* _What to produce_
For each line of the data that includes the word "bytes", copy the line.

(Collected data entries)
//! Index Builder
//!
//! Runs the build stages in order: load the catalogue, assemble and stamp the
//! index, then serialize it to disk.

use std::path::PathBuf;
use tracing::info;

use crate::checksum::Checksum;
use crate::config::BuildConfig;
use crate::error::Result;
use crate::loader::{self, LoadOutcome, LoadedSchool, SkippedSchool};
use crate::mapper;
use crate::schema::{SchoolIndex, PROTOCOL_VERSION};
use crate::version::VersionStamp;
use crate::writer::{self, WrittenArtifact};

/// Summary of one completed build
#[derive(Debug, Clone)]
pub struct BuildReport {
    pub output: PathBuf,
    pub bytes: u64,
    pub checksum: Checksum,
    pub version_id: String,
    pub protocol_version: i32,
    pub schools: usize,
    pub adapters: usize,
    pub skipped: Vec<SkippedSchool>,
}

impl BuildReport {
    /// Artifact size in KiB
    pub fn size_kib(&self) -> f64 {
        self.bytes as f64 / 1024.0
    }
}

/// Drives a single build from a configuration
pub struct IndexBuilder {
    config: BuildConfig,
}

impl IndexBuilder {
    pub fn new(config: BuildConfig) -> Self {
        Self { config }
    }

    /// Stage one: read the manifest and adapter files
    pub fn load(&self) -> Result<LoadOutcome> {
        loader::load_catalogue(&self.config)
    }

    /// Stage two: map loaded schools into a freshly stamped index
    pub fn assemble(&self, schools: &[LoadedSchool], stamp: VersionStamp) -> SchoolIndex {
        SchoolIndex {
            protocol_version: PROTOCOL_VERSION,
            version_id: stamp.version_id(),
            schools: schools.iter().map(mapper::map_school).collect(),
        }
    }

    /// Stage three: serialize the index to the configured output
    pub fn write(&self, index: &SchoolIndex) -> Result<WrittenArtifact> {
        writer::write_index(index, &self.config.paths.output)
    }

    /// Run every stage, printing progress to stdout
    pub fn run(&self) -> Result<BuildReport> {
        println!("Target output file: {}", self.config.paths.output.display());

        println!("--- Stage 1: parsing YAML sources ---");
        let outcome = self.load()?;

        println!("\n--- Stage 2: building protobuf message ---");
        let index = self.assemble(&outcome.schools, VersionStamp::now());
        println!("Protobuf protocol version: {}", index.protocol_version);
        println!("Data version ID: {}", index.version_id);

        println!("\n--- Stage 3: serializing and writing to disk ---");
        let artifact = self.write(&index)?;

        let report = BuildReport {
            output: artifact.path,
            bytes: artifact.bytes,
            checksum: artifact.checksum,
            version_id: index.version_id.clone(),
            protocol_version: index.protocol_version,
            schools: index.schools.len(),
            adapters: index.adapter_count(),
            skipped: outcome.skipped,
        };
        info!(
            schools = report.schools,
            adapters = report.adapters,
            skipped = report.skipped.len(),
            version_id = %report.version_id,
            "index built"
        );

        println!("\nBuild succeeded! Binary file saved to: {}", report.output.display());
        println!("File size: {:.2} KB", report.size_kib());
        println!("SHA-256: {}", report.checksum);

        Ok(report)
    }
}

* _Reply to the exercise_
    pub bytes: u64,
        self.bytes as f64 / 1024.0
            bytes: artifact.bytes,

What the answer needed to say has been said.